The Covid-19 crisis will lead Western economies to shrink by more than in any year since the Second World War, economic experts have warned.
Financial analysts from GlobalData have published new forecasts suggesting global GDP will fall by 0.9 per cent in 2020.
Western countries at the heart of the current pandemic will be among the hardest hit – with GDP predicted to fall over the calendar year by 7 per cent in Italy, 6.5 per cent in Germany, 5.3 per cent in the UK and 4.9 per cent in the US.
To put those figures in perspective, the UK’s GDP shrunk by 2.5 per cent in 1974 during the 1970s recession, and by 4.2 per cent in 2009, in the wake of the 2008 financial crisis.
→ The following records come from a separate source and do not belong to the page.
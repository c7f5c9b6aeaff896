use axum::{
    extract::FromRequestParts,
    http::{HeaderMap, HeaderValue, header},
};
use jsonwebtoken::{DecodingKey, Validation, decode};
use sea_orm::EntityTrait;
use uuid::Uuid;

use crate::{
    dto::auth::Claims,
    entity::users::Entity as Users,
    error::AppError,
    models::ROLE_ADMIN,
    state::AppState,
};

pub const SESSION_COOKIE: &str = "session";

/// The signed-in user, taken from the session cookie or a bearer token.
#[derive(Debug, Clone)]
pub struct AuthUser {
    pub user_id: Uuid,
    pub role: String,
}

pub fn ensure_role(user: &AuthUser, role: &str) -> Result<(), AppError> {
    if user.role != role {
        return Err(AppError::Forbidden);
    }
    Ok(())
}

pub fn ensure_admin(user: &AuthUser) -> Result<(), AppError> {
    ensure_role(user, ROLE_ADMIN)
}

impl FromRequestParts<AppState> for AuthUser {
    type Rejection = AppError;

    async fn from_request_parts(
        parts: &mut axum::http::request::Parts,
        state: &AppState,
    ) -> Result<Self, Self::Rejection> {
        let token = session_token(&parts.headers)
            .or_else(|| bearer_token(&parts.headers))
            .ok_or_else(|| AppError::Unauthorized("Please sign in first!".into()))?;

        authenticate(state, &token).await
    }
}

/// Resolve a session token to its user. The role comes from the database row,
/// so role changes and deleted accounts take effect on the next request.
pub async fn authenticate(state: &AppState, token: &str) -> Result<AuthUser, AppError> {
    let user_id = verify_token(&state.config.jwt_secret, token)?;

    let user = Users::find_by_id(user_id)
        .one(&state.orm)
        .await?
        .ok_or_else(|| AppError::Unauthorized("Invalid or expired session".into()))?;

    Ok(AuthUser {
        user_id: user.id,
        role: user.role,
    })
}

fn verify_token(secret: &str, token: &str) -> Result<Uuid, AppError> {
    let decoded = decode::<Claims>(
        token,
        &DecodingKey::from_secret(secret.as_bytes()),
        &Validation::default(),
    )
    .map_err(|_| AppError::Unauthorized("Invalid or expired session".into()))?;

    Uuid::parse_str(&decoded.claims.sub)
        .map_err(|_| AppError::Unauthorized("Invalid user id in token".into()))
}

fn bearer_token(headers: &HeaderMap) -> Option<String> {
    let auth_str = headers.get(header::AUTHORIZATION)?.to_str().ok()?;
    let token = auth_str.strip_prefix("Bearer ")?.trim();
    (!token.is_empty()).then(|| token.to_string())
}

fn session_token(headers: &HeaderMap) -> Option<String> {
    headers
        .get_all(header::COOKIE)
        .iter()
        .filter_map(|value| value.to_str().ok())
        .flat_map(|cookies| cookies.split(';'))
        .filter_map(|pair| pair.trim().split_once('='))
        .find(|(name, value)| *name == SESSION_COOKIE && !value.is_empty())
        .map(|(_, value)| value.to_string())
}

/// `Set-Cookie` value carrying a fresh session token.
pub fn session_cookie(token: &str, max_age_secs: i64) -> Result<HeaderValue, AppError> {
    HeaderValue::from_str(&format!(
        "{SESSION_COOKIE}={token}; Path=/; HttpOnly; SameSite=Lax; Max-Age={max_age_secs}"
    ))
    .map_err(|e| AppError::Internal(anyhow::anyhow!(e)))
}

/// `Set-Cookie` value that expires the session immediately.
pub fn expired_session_cookie() -> HeaderValue {
    HeaderValue::from_static("session=; Path=/; HttpOnly; SameSite=Lax; Max-Age=0")
}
The GlobalData forecasts are for calendar years rather than individual quarters. Other economists have predicted a deep drop-off in the second quarter of this year, followed by a slow return to something resembling normal conditions. That would mean a great deal of economic pain over the summer, easing towards the year’s end. Nonetheless, the overall picture for the year would remain the worst in peacetime.
The speed with which the forecasts have been revised downwards also gives cause for concern. At the start of 2020 almost every country monitored by GlobalData was predicted to experience economic growth this year.
As recently as 14 March, three days after the World Health Organisation declared a Covid-19 pandemic, all countries other than Italy, Iran and Japan were still forecast to grow.
Revisions to the forecasts a week later showed how quickly economic distress – as well as the disease – spread around the world.
By 21 March the picture in Europe was one of almost uniform recession.
Now, two weeks later, only a handful of countries are predicted to experience growth in 2020.
One small ray of hope is that China – which was hit by Covid-19 earlier than others and where new cases have now slowed to a trickle – is still expected to experience economic growth in 2020, although that figure has been revised downwards from 6.2 per cent at the start of the year, to 2.6 per cent now.